Sep 25, 2023

  • Section 280E of the Internal Revenue Code disallows businesses from deducting otherwise ordinary business expenses from gross income associated with the “trafficking” of Schedule I or II substances, as defined by the Controlled Substances Act. Once moved to Schedule III, 280E becomes irrelevant for cannabis businesses.
  • A Net Operating Loss (NOL) Carryforward allows businesses incurring losses in one year to deduct them from future years’ profits. Businesses thus are taxed on average profitability, making the tax code more neutral.
  • NOLs can be carried forward indefinitely but limited to 80 percent of taxable income in any one year. However, because of 280E, cannabis companies are unable to carryforward losses for federal tax purposes. Upon re-classification to Schedule III, future pre-tax losses can offset taxable income.  In effect, the “clock starts”.

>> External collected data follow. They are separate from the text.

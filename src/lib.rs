//! The recovery-mode menu system and nandroid backup/restore engine.
//!
//! The binaries under `src/bin/` are thin: `recovery` runs the interactive menus on the console,
//! `nandroid` drives the same backup engine from a command line.

pub mod config;
pub mod exec;
pub mod flash;
pub mod menu;
pub mod nandroid;
pub mod partition;
pub mod screens;
pub mod session;
pub mod ui;
pub mod util;
pub mod volume;

#[cfg(test)]
mod testutil;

  • Most states that have legalized cannabis, have decoupled section 280E from the federal tax code. This means that in general, NOL benefits can be realized at the state level regardless of current Schedule 1 classification.
  • We reviewed the 16 Cannabis companies from 2019-2022. Federal lost NOL benefits totaled ~$940M though ~$325M remains available at the state level (we used 7% across the board as the effective state tax rate and assume all states permit NOL carryforwards).